Regression Analysis

Introduction

In every walk of science we come across variables related to one another. Mathematical formulations of such relations occupy an important place in scientific research. When only two variables are involved we often plot a curve to show functional relationships as in the left hand figure below which depicts the relation between the length of a steel wire and the weight suspended from it.

However, what the experimenter sees in the laboratory is not this neat line. He sees a bunch of points as shown in the right hand figure. One idealizes these points to get the straight line. This process of extracting an ideal (and, desirably, simple) relation between variables based on observed data is called regression analysis.

Often the relationship between two variables has a causal flavor. For example, in our example, we like to think of the weight as causing the elongation. Thus, weight is the variable that is under direct control of the experimenter. So we call it the explanatory variable. The other variable (elongation) is called the response. If we have a single explanatory variable and a single response (as here), then we have a bivariate regression problem. A multivariate regression problem has more than one explanatory variable, but (usually) a single response.
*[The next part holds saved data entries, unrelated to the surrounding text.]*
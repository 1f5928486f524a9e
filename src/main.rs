use clap::{Parser, Subcommand};
use color_eyre::Result;
use std::path::PathBuf;
use std::sync::Arc;

use likecache::cache::{CacheStorage, NoopStorage, SqliteStorage};
use likecache::remote::HttpCounterService;
use likecache::{Config, LikeCache, ToggleOutcome};

#[derive(Parser, Debug)]
#[command(name = "likecache")]
#[command(about = "Inspect and toggle likes through the client-side like cache")]
#[command(version)]
struct Args {
  /// Path to config file (default: $XDG_CONFIG_HOME/likecache/config.yaml)
  #[arg(short, long)]
  config: Option<PathBuf>,

  /// Write logs to a daily rolling file instead of stderr
  #[arg(long)]
  log_file: Option<PathBuf>,

  /// Acting user, overrides `service.user`
  #[arg(short, long)]
  user: Option<String>,

  #[command(subcommand)]
  command: Command,
}

#[derive(Subcommand, Debug)]
enum Command {
  /// Refresh the given entities in one batch and print them
  Status {
    #[arg(required = true)]
    ids: Vec<String>,

    /// Re-read even entities whose cached value is still fresh
    #[arg(long)]
    force: bool,
  },
  /// Like or unlike an entity
  Toggle { id: String },
  /// Print every cached record
  Show,
  /// Drop all cached records for the current user
  Clear,
}

#[tokio::main]
async fn main() -> Result<()> {
  color_eyre::install()?;

  let args = Args::parse();
  let _log_guard = likecache::logging::init(args.log_file.as_deref())?;

  // Load configuration
  let mut config = Config::load(args.config.as_deref())?;
  if let Some(user) = args.user {
    config.service.user = Some(user);
  }

  let storage: Arc<dyn CacheStorage> = if !config.storage.enabled {
    Arc::new(NoopStorage)
  } else if let Some(path) = &config.storage.path {
    Arc::new(SqliteStorage::open(path)?)
  } else {
    Arc::new(SqliteStorage::open_default()?)
  };

  let service = Arc::new(HttpCounterService::new(&config.service)?);
  let cache = LikeCache::builder(service)
    .config(&config)
    .storage(storage)
    .build();
  cache.restore()?;

  match args.command {
    Command::Status { ids, force } => {
      let targets = if force { ids.clone() } else { cache.stale_ids(&ids) };
      if !targets.is_empty() {
        let report = cache.reconcile_batch(&targets).await;
        if report.fetch_failed {
          eprintln!("warning: could not reach the like service, showing cached values");
        }
      }
      for id in &ids {
        match cache.get(id) {
          Some(record) => println!(
            "{:<24} {:<7} {:>8}",
            id,
            if record.is_liked { "liked" } else { "-" },
            record.like_count
          ),
          None => println!("{:<24} {:<7} {:>8}", id, "?", "?"),
        }
      }
    }
    Command::Toggle { id } => match cache.toggle(&id).await? {
      ToggleOutcome::Applied(status) => println!(
        "{} {} ({} likes)",
        id,
        if status.is_liked { "liked" } else { "unliked" },
        status.like_count
      ),
      ToggleOutcome::Ignored(reason) => println!("{} unchanged ({:?})", id, reason),
    },
    Command::Show => {
      let now = cache.store().now();
      for record in cache.snapshot() {
        let age = (now - record.cached_at).num_seconds().max(0);
        println!(
          "{:<24} {:<7} {:>8}  {:<10} v{:<4} {}s old",
          record.entity_id,
          if record.is_liked { "liked" } else { "-" },
          record.like_count,
          record.source,
          record.version,
          age
        );
      }
    }
    Command::Clear => {
      cache.clear()?;
      return Ok(());
    }
  }

  cache.persist()?;
  Ok(())
}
We shall talk about bivariate regression first.

Bivariate regression

A typical regression analysis proceeds in four steps:

First we postulate a form of the relation, like a straight line or a parabola or an exponential curve. The form involves unknown numbers to be determined. For instance, a straight line has equation y = a + bx, where a,b are unknown numbers to be determined. Typically the form of the relation is obtained by theoretical considerations and/or looking at the scatterplot.
Next we have to decide upon an objective criterion of goodness of fit. For instance, in the plot below, we can see that line A is a bad fit. But both B and C appear equally good to the naked eye. An objective criterion for goodness of fit is needed to choose one over the other.
Once we have chosen the form as well as the criterion, it is a matter of routine computation to find a relation of our chosen form that fits the data best. Statistics textbooks spend many pages elaborating on this step. However, for us it is just a matter of invoking R.
Last but not the least, we have to check whether the ``best'' relation is indeed what we expected. (Common sense above routine computation!)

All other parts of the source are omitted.